What is pediatric voice therapy? Why should I consider this for my child?
Voice therapy supports using one’s voice at its optimum function. This means that all the muscles involved with making the voice work are trained to coordinate with one another to allow for the appropriate amount of tension and movement function. Additionally, voice therapy targets respiratory support in order to give the voice the appropriate amount of “fuel” to sound healthy and clear.
If your child is struggling with their voice production, it is likely they are already aware of it. Children as young as 6 are aware of differences in their voice, which may make them hesitant to participate in vocal activities. These activities can include singing, acting, yelling in sports, participating in class, or talking with peers. Studies show that persistent voice disorders impact children’s participation in hobbies as well as overall quality of life. It is true that in many cases, children eventually grow out of their voice disorder. However, its impact may outlast the disorder itself.
Signs that your child may benefit from voice therapy:
Voice therapy targets muscle coordination and respiratory support to allow for optimal voice production while reducing vocal behaviors that may cause damage to the vocal folds. Considering this, here are some signs that your child may benefit from voice therapy:
- Hoarseness or roughness
- Breathiness or weakness
- Report of feeling fatigued after talking
- Sensation of a lump in the throat
- Inappropriate pitch range for age level
- Delayed voice initiation (e.g., breathiness or silence at the start of trying to talk, followed by a hard onset)
- Frequent throat clearing
What happens in voice therapy?
Depending on your child’s diagnosis, voice therapy sessions typically extend from 6-8 sessions with one session per week. In these sessions, a variety of muscle relaxation stretches, muscle coordination activities, and breathing exercises take place. These activities might include straw bubbles, humming, silly voice games, and lip trills. For younger children, a more indirect approach is taken to model appropriate voice behavior while working with parent and child to decrease any vocal behaviors that might aggravate the vocal folds.
Counseling can also be provided for healthy vocal hygiene (e.g., proper voice care like drinking enough water, monitoring loudness, taking vocal rest, etc.) to encourage upkeep of their new skillset. The goal of therapy is to eliminate the root cause of the vocal disorder and to give your child the strategies to continue use of a healthy voice.

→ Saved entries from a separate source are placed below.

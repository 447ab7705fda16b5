//! Task API endpoints.

use axum::{
    extract::{Path, State},
    Extension, Json,
};

use super::{error, require_text, success, ApiResult};
use crate::auth::Actor;
use crate::errors::AppError;
use crate::models::{DeveloperIdsRequest, Task, UpdateTaskRequest};
use crate::AppState;

/// GET /api/tasks - Tasks assigned to the caller, or of the caller's projects.
pub async fn list_tasks(
    State(state): State<AppState>,
    Extension(actor): Extension<Actor>,
) -> ApiResult<Vec<Task>> {
    match state.repo.list_tasks(&actor).await {
        Ok(tasks) => success(tasks),
        Err(e) => error(e),
    }
}

/// GET /api/tasks/{id} - Get a single task.
pub async fn get_task(
    State(state): State<AppState>,
    Extension(actor): Extension<Actor>,
    Path(id): Path<String>,
) -> ApiResult<Task> {
    match state.repo.visible_task(&actor, &id).await {
        Ok(task) => success(task),
        Err(e) => error(e),
    }
}

/// PUT /api/tasks/{id} - Edit a task.
pub async fn update_task(
    State(state): State<AppState>,
    Extension(actor): Extension<Actor>,
    Path(id): Path<String>,
    Json(request): Json<UpdateTaskRequest>,
) -> ApiResult<Task> {
    actor.require_manager("edit tasks")?;
    if let Some(title) = &request.title {
        require_text(title, "Title is required")?;
    }

    match state.repo.update_task(&actor, &id, &request).await {
        Ok(task) => success(task),
        Err(e) => error(e),
    }
}

/// DELETE /api/tasks/{id} - Delete a task.
pub async fn delete_task(
    State(state): State<AppState>,
    Extension(actor): Extension<Actor>,
    Path(id): Path<String>,
) -> ApiResult<()> {
    actor.require_manager("delete tasks")?;

    match state.repo.delete_task(&actor, &id).await {
        Ok(()) => success(()),
        Err(e) => error(e),
    }
}

/// POST /api/tasks/{id}/developers - Assign project developers to a task.
pub async fn assign_task_developers(
    State(state): State<AppState>,
    Extension(actor): Extension<Actor>,
    Path(id): Path<String>,
    Json(request): Json<DeveloperIdsRequest>,
) -> ApiResult<Task> {
    actor.require_manager("assign developers")?;
    if request.developer_ids.is_empty() {
        return error(AppError::validation("No developers provided"));
    }

    let (task, added) = state
        .repo
        .assign_task_developers(&actor, &id, &request.developer_ids)
        .await?;

    for developer_id in &added {
        state.notifications.publish(
            developer_id,
            format!("You have been assigned to task {}.", task.title),
        );
    }

    success(task)
}

/// DELETE /api/tasks/{id}/developers - Remove developers from a task.
pub async fn unassign_task_developers(
    State(state): State<AppState>,
    Extension(actor): Extension<Actor>,
    Path(id): Path<String>,
    Json(request): Json<DeveloperIdsRequest>,
) -> ApiResult<Task> {
    actor.require_manager("remove developers")?;

    match state
        .repo
        .unassign_task_developers(&actor, &id, &request.developer_ids)
        .await
    {
        Ok(task) => success(task),
        Err(e) => error(e),
    }
}
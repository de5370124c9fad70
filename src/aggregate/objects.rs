//! Object-count rollup and per-object issue tracking.

use std::collections::{BTreeMap, HashMap, HashSet};

use crate::capture::{CaptureRecord, Status};
use crate::names::BATCH_CONTEXT;
use crate::util::cmp_ci;

/// Object kinds whose issue-free share is reported.
const TRACKED_KINDS: [&str; 5] = ["PROCEDURE", "FUNCTION", "TRIGGER", "VIEW", "TABLE"];

/// Count of created objects of one kind.
#[derive(Debug, Clone, PartialEq, Eq)]
pub struct ObjectCount {
    pub kind: String,
    pub count: u64,
    /// Lines of SQL in the object bodies, when recorded
    pub lines: u64,
    /// `(issue_free, total)` for tracked kinds
    pub issue_free: Option<(u64, u64)>,
}

/// Accumulates object counts while records stream past.
#[derive(Debug, Default)]
pub struct ObjectRollup {
    counts: BTreeMap<String, (u64, u64)>,
    /// Object context label -> rollup label
    objects: HashMap<String, String>,
    with_issues: HashSet<String>,
}

impl ObjectRollup {
    pub fn new() -> Self {
        Self::default()
    }

    pub fn add(&mut self, record: &CaptureRecord) {
        // Ignored objects are not counted
        let label = match record.status {
            Status::Ignored => None,
            _ => object_kind_label(&record.item),
        };
        if let Some(label) = label {
            if record.item.starts_with("CREATE ") && record.context != BATCH_CONTEXT {
                let context = record.context.to_uppercase();
                // A table created inside a procedure does not define the procedure
                let tracked = context.split(' ').next().is_some_and(|kind| {
                    TRACKED_KINDS.contains(&kind) && label.to_uppercase().starts_with(kind)
                });
                if tracked {
                    self.objects.insert(context, label.clone());
                }
            }

            let entry = self.counts.entry(label).or_insert((0, 0));
            entry.0 += 1;
            entry.1 += record.misc.trim().parse::<u64>().unwrap_or(0);
        }

        if !matches!(
            record.status,
            Status::Supported | Status::Ignored | Status::ObjectCountOnly
        ) && record.context != BATCH_CONTEXT
        {
            self.with_issues.insert(record.context.to_uppercase());
        }
    }

    pub fn finish(self) -> Vec<ObjectCount> {
        let mut totals: HashMap<&str, (u64, u64)> = HashMap::new();
        for (context, kind) in &self.objects {
            let entry = totals.entry(kind.as_str()).or_insert((0, 0));
            entry.1 += 1;
            if !self.with_issues.contains(context) {
                entry.0 += 1;
            }
        }

        let mut result: Vec<ObjectCount> = self
            .counts
            .iter()
            .map(|(kind, (count, lines))| ObjectCount {
                kind: kind.clone(),
                count: *count,
                lines: *lines,
                issue_free: totals.get(kind.as_str()).copied(),
            })
            .collect();
        result.sort_by(|a, b| cmp_ci(&a.kind, &b.kind));
        result
    }
}

/// Rollup label for an item, or `None` if the item is not an object creation.
///
/// `CREATE PROCEDURE, ...` collapses to `PROCEDURE`, `CREATE TYPE` is
/// reported as a user-defined datatype, and `Constraint X` items count as
/// `constraint X` except column defaults and PRIMARY KEY/UNIQUE constraints.
pub fn object_kind_label(item: &str) -> Option<String> {
    if let Some(rest) = item.strip_prefix("CREATE ") {
        let parts: Vec<&str> = rest
            .split(',')
            .map(str::trim)
            .filter(|p| !p.eq_ignore_ascii_case("external") && !p.eq_ignore_ascii_case("CLUSTERED"))
            .collect();
        let kind = *parts.first()?;
        let label = match kind.to_uppercase().as_str() {
            "TYPE" => "user-defined datatype (UDD)".to_string(),
            "INDEX" => "index".to_string(),
            "PROCEDURE" | "TRIGGER" => kind.to_uppercase(),
            _ => parts.iter().take(2).copied().collect::<Vec<_>>().join(", "),
        };
        return Some(label);
    }
    if let Some(rest) = item.strip_prefix("Constraint ") {
        let upper = rest.to_uppercase();
        if upper.contains("DEFAULT") || upper.contains("PRIMARY KEY") || upper.contains("UNIQUE") {
            return None;
        }
        return Some(format!("constraint {}", rest));
    }
    None
}
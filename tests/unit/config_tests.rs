//! Unit tests for XML configuration loading

use std::path::PathBuf;

use tempfile::TempDir;
use tsql_compat::capture::Status;
use tsql_compat::config::load_config;

fn write_config(dir: &TempDir, xml: &str) -> PathBuf {
    let path = dir.path().join("compass.xml");
    std::fs::write(&path, xml).unwrap();
    path
}

#[test]
fn test_full_config() {
    let dir = TempDir::new().unwrap();
    let path = write_config(
        &dir,
        r#"<?xml version="1.0" encoding="utf-8"?>
<CompassConfig>
  <TargetVersion>2.1</TargetVersion>
  <MaxLineNrsInList>5</MaxLineNrsInList>
  <SortBufferBytes>65536</SortBufferBytes>
  <WeightFactors>
    <Weight Group="DML" Value="300" />
  </WeightFactors>
  <GroupOrder>
    <Group Name="Cursors" Rank="1" />
  </GroupOrder>
  <Rules>
    <Keyword Word="merge" Item="MERGE" Group="DML" Status="Review Semantics" />
    <Keyword Word="BULK" Group="Bulk load" Status="NOTSUPPORTED" />
    <Datatype Name="XML" Status="Supported" />
  </Rules>
</CompassConfig>"#,
    );

    let config = load_config(&path).unwrap();
    assert_eq!(config.target_version, "2.1");
    assert_eq!(config.max_line_nrs_in_list, 5);
    assert_eq!(config.sort_buffer_bytes, 65536);
    assert_eq!(config.group_weights.get("DML"), Some(&300));
    assert_eq!(config.group_ranks.get("Cursors"), Some(&1));

    let merge = config.keyword_rule("MERGE").unwrap();
    assert_eq!(merge.status, Status::ReviewSemantics);
    assert_eq!(config.keyword_rule("bulk").unwrap().item, "BULK");
    assert_eq!(config.datatype_status("XML"), Status::Supported);
    assert_eq!(config.datatype_status("GEOGRAPHY"), Status::NotSupported);
}

#[test]
fn test_empty_config_keeps_defaults() {
    let dir = TempDir::new().unwrap();
    let path = write_config(&dir, "<CompassConfig/>");
    let config = load_config(&path).unwrap();
    assert_eq!(config.target_version, "1.0");
    assert_eq!(config.max_line_nrs_in_list, 10);
    assert!(config.keyword_rule("MERGE").is_some());
}

#[test]
fn test_invalid_configs_rejected() {
    let dir = TempDir::new().unwrap();
    let cases = [
        "<Settings/>",
        "<CompassConfig><Rules><Keyword Word=\"X\" Group=\"G\" Status=\"Maybe\"/></Rules></CompassConfig>",
        "<CompassConfig><WeightFactors><Weight Group=\"G\" Value=\"5000\"/></WeightFactors></CompassConfig>",
        "<CompassConfig><GroupOrder><Group Name=\"G\" Rank=\"1000\"/></GroupOrder></CompassConfig>",
        "<CompassConfig><MaxLineNrsInList>0</MaxLineNrsInList></CompassConfig>",
        "<CompassConfig><Rules><Datatype Name=\"XML\"/></Rules></CompassConfig>",
        "<CompassConfig>",
    ];
    for xml in cases {
        let path = write_config(&dir, xml);
        assert!(load_config(&path).is_err(), "config should be rejected: {}", xml);
    }
}

#[test]
fn test_missing_config_file() {
    let err = load_config(&PathBuf::from("/nonexistent/compass.xml")).unwrap_err();
    assert!(err.to_string().contains("Failed to read configuration file"));
}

How can I get my child evaluated?
If you have concerns with your child’s voice, consult with your pediatrician to have imaging done for a full evaluation. It is necessary to assess the child’s vocal folds directly with imaging tools to note any abnormalities. These abnormalities can include nodules or cysts that appear as small bumps on the vocal folds. There may also be improper closure of the vocal folds which would create an abnormal production of voice. Depending on your child’s age, imaging will take the form of laryngoscopy (a camera that extends down one’s tongue or through the nasal cavity) so the assessor can view the folds in their entirety.
In some cases, medical intervention, such as surgical removal, is necessary to repair the abnormality. In these cases, voice therapy is often recommended to educate the patient on appropriate vocal function before medical intervention.